● **TASK DETAILS**: Your job is to restate each entry word for word.
═══ INFORMATION SHOWN ═══
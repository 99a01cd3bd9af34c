//! Database repository for traffic count records.
//!
//! [`TrafficRepository`] is the production [`RecordStore`]: it reads the
//! most recent in/out rows for a location from the `traffic_data` table.
//! Each query checks a connection out of the pool and returns it when the
//! query future completes, on success and failure alike.

use async_trait::async_trait;
use chrono::{DateTime, NaiveDateTime, Utc};
use sqlx::{AnyPool, Row};

use crate::forecast::{
    error::StoreError,
    store::{RecordStore, StoreResult},
    types::{Direction, RawRecord},
};

/// Timestamp layout used when writing `time_bin` as text. Matches the text
/// form Postgres produces for `timestamp` columns, so both sort the same.
const TIME_BIN_FORMAT: &str = "%Y-%m-%d %H:%M:%S";

/// Latest rows for a location, ordered on the stored instant. Postgres sorts
/// the `timestamp` column directly, which can use an index on `time_bin`.
const RECENT_POSTGRES: &str = "SELECT CAST(time_bin AS TEXT) AS time_bin_text,
        CAST(direction AS BIGINT) AS direction,
        CAST(volume AS BIGINT) AS volume
 FROM traffic_data
 WHERE location = $1 AND direction IN (0, 1)
 ORDER BY traffic_data.time_bin DESC
 LIMIT $2";

/// SQLite keeps `time_bin` as text, so the sort key is the parsed instant.
/// `julianday` normalizes UTC offsets in the stored text.
const RECENT_SQLITE: &str = "SELECT CAST(time_bin AS TEXT) AS time_bin_text,
        CAST(direction AS BIGINT) AS direction,
        CAST(volume AS BIGINT) AS volume
 FROM traffic_data
 WHERE location = $1 AND direction IN (0, 1)
 ORDER BY julianday(traffic_data.time_bin) DESC
 LIMIT $2";

/// Repository for reading traffic counts.
pub struct TrafficRepository {
    pool: AnyPool,
    recent_query: &'static str,
}

impl TrafficRepository {
    pub fn new(pool: AnyPool) -> Self {
        let is_sqlite = pool
            .connect_options()
            .database_url
            .scheme()
            .starts_with("sqlite");
        let recent_query = if is_sqlite { RECENT_SQLITE } else { RECENT_POSTGRES };
        Self { pool, recent_query }
    }

    /// Bulk-insert records in a single transaction.
    /// Used to seed SQLite databases; `time_bin` is written as text.
    pub async fn insert_records(&self, records: &[RawRecord]) -> Result<(), sqlx::Error> {
        if records.is_empty() {
            return Ok(());
        }

        let mut tx = self.pool.begin().await?;

        for record in records {
            let time_bin = record.timestamp.format(TIME_BIN_FORMAT).to_string();
            let volume = i64::try_from(record.volume).unwrap_or(i64::MAX);

            sqlx::query(
                "INSERT INTO traffic_data (time_bin, direction, volume, location)
                 VALUES ($1, $2, $3, $4)",
            )
            .bind(time_bin)
            .bind(record.direction.code())
            .bind(volume)
            .bind(record.location.clone())
            .execute(&mut *tx)
            .await?;
        }

        tx.commit().await?;
        Ok(())
    }

    async fn query_recent(&self, location: &str, limit: usize) -> StoreResult<Vec<RawRecord>> {
        let limit = i64::try_from(limit).unwrap_or(i64::MAX);

        let rows = sqlx::query(self.recent_query)
        .bind(location.to_string())
        .bind(limit)
        .fetch_all(&self.pool)
        .await?;

        rows.into_iter()
            .map(|row| -> StoreResult<RawRecord> {
                let time_bin: String = row.try_get("time_bin_text")?;
                let direction: i64 = row.try_get("direction")?;
                let volume: i64 = row.try_get("volume")?;

                let timestamp = parse_time_bin(&time_bin).ok_or_else(|| StoreError::Decode {
                    message: format!("unparseable time_bin '{time_bin}'"),
                })?;
                let volume = u64::try_from(volume).map_err(|_| StoreError::Decode {
                    message: format!("negative volume {volume} at {time_bin}"),
                })?;

                Ok(RawRecord {
                    timestamp,
                    direction: Direction::from_code(direction),
                    volume,
                    location: location.to_string(),
                })
            })
            .collect()
    }
}

#[async_trait]
impl RecordStore for TrafficRepository {
    async fn fetch_recent(&self, location: &str, limit: usize) -> StoreResult<Vec<RawRecord>> {
        self.query_recent(location, limit).await
    }

    async fn ping(&self) -> StoreResult<()> {
        sqlx::query("SELECT 1").execute(&self.pool).await?;
        Ok(())
    }

    fn store_name(&self) -> &str {
        "traffic_data"
    }
}

/// Parse the text form of a `time_bin` column.
///
/// Accepts RFC 3339, Postgres `timestamptz` text (`2024-05-01 08:15:00+00`)
/// and naive timestamps, which are taken as UTC.
pub fn parse_time_bin(raw: &str) -> Option<DateTime<Utc>> {
    let raw = raw.trim();

    if let Ok(ts) = DateTime::parse_from_rfc3339(raw) {
        return Some(ts.with_timezone(&Utc));
    }
    for format in ["%Y-%m-%d %H:%M:%S%.f%#z", "%Y-%m-%dT%H:%M:%S%.f%#z"] {
        if let Ok(ts) = DateTime::parse_from_str(raw, format) {
            return Some(ts.with_timezone(&Utc));
        }
    }
    for format in ["%Y-%m-%d %H:%M:%S%.f", "%Y-%m-%dT%H:%M:%S%.f", "%Y-%m-%d %H:%M"] {
        if let Ok(ts) = NaiveDateTime::parse_from_str(raw, format) {
            return Some(ts.and_utc());
        }
    }
    None
}
//! Configuration for the forecasting pipeline

use serde::{Deserialize, Serialize};

/// Number of time bins fed to the model per forecast.
pub const DEFAULT_WINDOW_SIZE: usize = 6;

/// Raw records fetched per request: one row per direction per bin.
pub const DEFAULT_FETCH_LIMIT: usize = DEFAULT_WINDOW_SIZE * 2;

/// Configuration for the predictor
#[derive(Debug, Clone, Copy, PartialEq, Eq, Serialize, Deserialize)]
pub struct PredictorConfig {
    pub window_size: usize,
    pub fetch_limit: usize,
}

impl Default for PredictorConfig {
    fn default() -> Self {
        Self {
            window_size: DEFAULT_WINDOW_SIZE,
            fetch_limit: DEFAULT_FETCH_LIMIT,
        }
    }
}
═══
● **SOLUTION TO THIS TASK**:
repository 99a01cd3bd9af34c
//! Database repository for traffic count records.
//!
//! [`TrafficRepository`] is the production [`RecordStore`]: it reads the
//! most recent in/out rows for a location from the `traffic_data` table.
//! Each query checks a connection out of the pool and returns it when the
//! query future completes, on success and failure alike.

use async_trait::async_trait;
use chrono::{DateTime, NaiveDateTime, Utc};
use sqlx::{AnyPool, Row};

use crate::forecast::{
    error::StoreError,
    store::{RecordStore, StoreResult},
    types::{Direction, RawRecord},
};

/// Timestamp layout used when writing `time_bin` as text. Matches the text
/// form Postgres produces for `timestamp` columns, so both sort the same.
const TIME_BIN_FORMAT: &str = "%Y-%m-%d %H:%M:%S";

/// Latest rows for a location, ordered on the stored instant. Postgres sorts
/// the `timestamp` column directly, which can use an index on `time_bin`.
const RECENT_POSTGRES: &str = "SELECT CAST(time_bin AS TEXT) AS time_bin_text,
        CAST(direction AS BIGINT) AS direction,
        CAST(volume AS BIGINT) AS volume
 FROM traffic_data
 WHERE location = $1 AND direction IN (0, 1)
 ORDER BY traffic_data.time_bin DESC
 LIMIT $2";

/// SQLite keeps `time_bin` as text, so the sort key is the parsed instant.
/// `julianday` normalizes UTC offsets in the stored text.
const RECENT_SQLITE: &str = "SELECT CAST(time_bin AS TEXT) AS time_bin_text,
        CAST(direction AS BIGINT) AS direction,
        CAST(volume AS BIGINT) AS volume
 FROM traffic_data
 WHERE location = $1 AND direction IN (0, 1)
 ORDER BY julianday(traffic_data.time_bin) DESC
 LIMIT $2";

/// Repository for reading traffic counts.
pub struct TrafficRepository {
    pool: AnyPool,
    recent_query: &'static str,
}

impl TrafficRepository {
    pub fn new(pool: AnyPool) -> Self {
        let is_sqlite = pool
            .connect_options()
            .database_url
            .scheme()
            .starts_with("sqlite");
        let recent_query = if is_sqlite { RECENT_SQLITE } else { RECENT_POSTGRES };
        Self { pool, recent_query }
    }

    /// Bulk-insert records in a single transaction.
    /// Used to seed SQLite databases; `time_bin` is written as text.
    pub async fn insert_records(&self, records: &[RawRecord]) -> Result<(), sqlx::Error> {
        if records.is_empty() {
            return Ok(());
        }

        let mut tx = self.pool.begin().await?;

        for record in records {
            let time_bin = record.timestamp.format(TIME_BIN_FORMAT).to_string();
            let volume = i64::try_from(record.volume).unwrap_or(i64::MAX);

            sqlx::query(
                "INSERT INTO traffic_data (time_bin, direction, volume, location)
                 VALUES ($1, $2, $3, $4)",
            )
            .bind(time_bin)
            .bind(record.direction.code())
            .bind(volume)
            .bind(record.location.clone())
            .execute(&mut *tx)
            .await?;
        }

        tx.commit().await?;
        Ok(())
    }

    async fn query_recent(&self, location: &str, limit: usize) -> StoreResult<Vec<RawRecord>> {
        let limit = i64::try_from(limit).unwrap_or(i64::MAX);

        let rows = sqlx::query(self.recent_query)
        .bind(location.to_string())
        .bind(limit)
        .fetch_all(&self.pool)
        .await?;

        rows.into_iter()
            .map(|row| -> StoreResult<RawRecord> {
                let time_bin: String = row.try_get("time_bin_text")?;
                let direction: i64 = row.try_get("direction")?;
                let volume: i64 = row.try_get("volume")?;

                let timestamp = parse_time_bin(&time_bin).ok_or_else(|| StoreError::Decode {
                    message: format!("unparseable time_bin '{time_bin}'"),
                })?;
                let volume = u64::try_from(volume).map_err(|_| StoreError::Decode {
                    message: format!("negative volume {volume} at {time_bin}"),
                })?;

                Ok(RawRecord {
                    timestamp,
                    direction: Direction::from_code(direction),
                    volume,
                    location: location.to_string(),
                })
            })
            .collect()
    }
}

#[async_trait]
impl RecordStore for TrafficRepository {
    async fn fetch_recent(&self, location: &str, limit: usize) -> StoreResult<Vec<RawRecord>> {
        self.query_recent(location, limit).await
    }

    async fn ping(&self) -> StoreResult<()> {
        sqlx::query("SELECT 1").execute(&self.pool).await?;
        Ok(())
    }

    fn store_name(&self) -> &str {
        "traffic_data"
    }
}

/// Parse the text form of a `time_bin` column.
///
/// Accepts RFC 3339, Postgres `timestamptz` text (`2024-05-01 08:15:00+00`)
/// and naive timestamps, which are taken as UTC.
pub fn parse_time_bin(raw: &str) -> Option<DateTime<Utc>> {
    let raw = raw.trim();

    if let Ok(ts) = DateTime::parse_from_rfc3339(raw) {
        return Some(ts.with_timezone(&Utc));
    }
    for format in ["%Y-%m-%d %H:%M:%S%.f%#z", "%Y-%m-%dT%H:%M:%S%.f%#z"] {
        if let Ok(ts) = DateTime::parse_from_str(raw, format) {
            return Some(ts.with_timezone(&Utc));
        }
    }
    for format in ["%Y-%m-%d %H:%M:%S%.f", "%Y-%m-%dT%H:%M:%S%.f", "%Y-%m-%d %H:%M"] {
        if let Ok(ts) = NaiveDateTime::parse_from_str(raw, format) {
            return Some(ts.and_utc());
        }
    }
    None
}
//! Configuration for the forecasting pipeline

use serde::{Deserialize, Serialize};

/// Number of time bins fed to the model per forecast.
pub const DEFAULT_WINDOW_SIZE: usize = 6;

/// Raw records fetched per request: one row per direction per bin.
pub const DEFAULT_FETCH_LIMIT: usize = DEFAULT_WINDOW_SIZE * 2;

/// Configuration for the predictor
#[derive(Debug, Clone, Copy, PartialEq, Eq, Serialize, Deserialize)]
pub struct PredictorConfig {
    pub window_size: usize,
    pub fetch_limit: usize,
}

impl Default for PredictorConfig {
    fn default() -> Self {
        Self {
            window_size: DEFAULT_WINDOW_SIZE,
            fetch_limit: DEFAULT_FETCH_LIMIT,
        }
    }
}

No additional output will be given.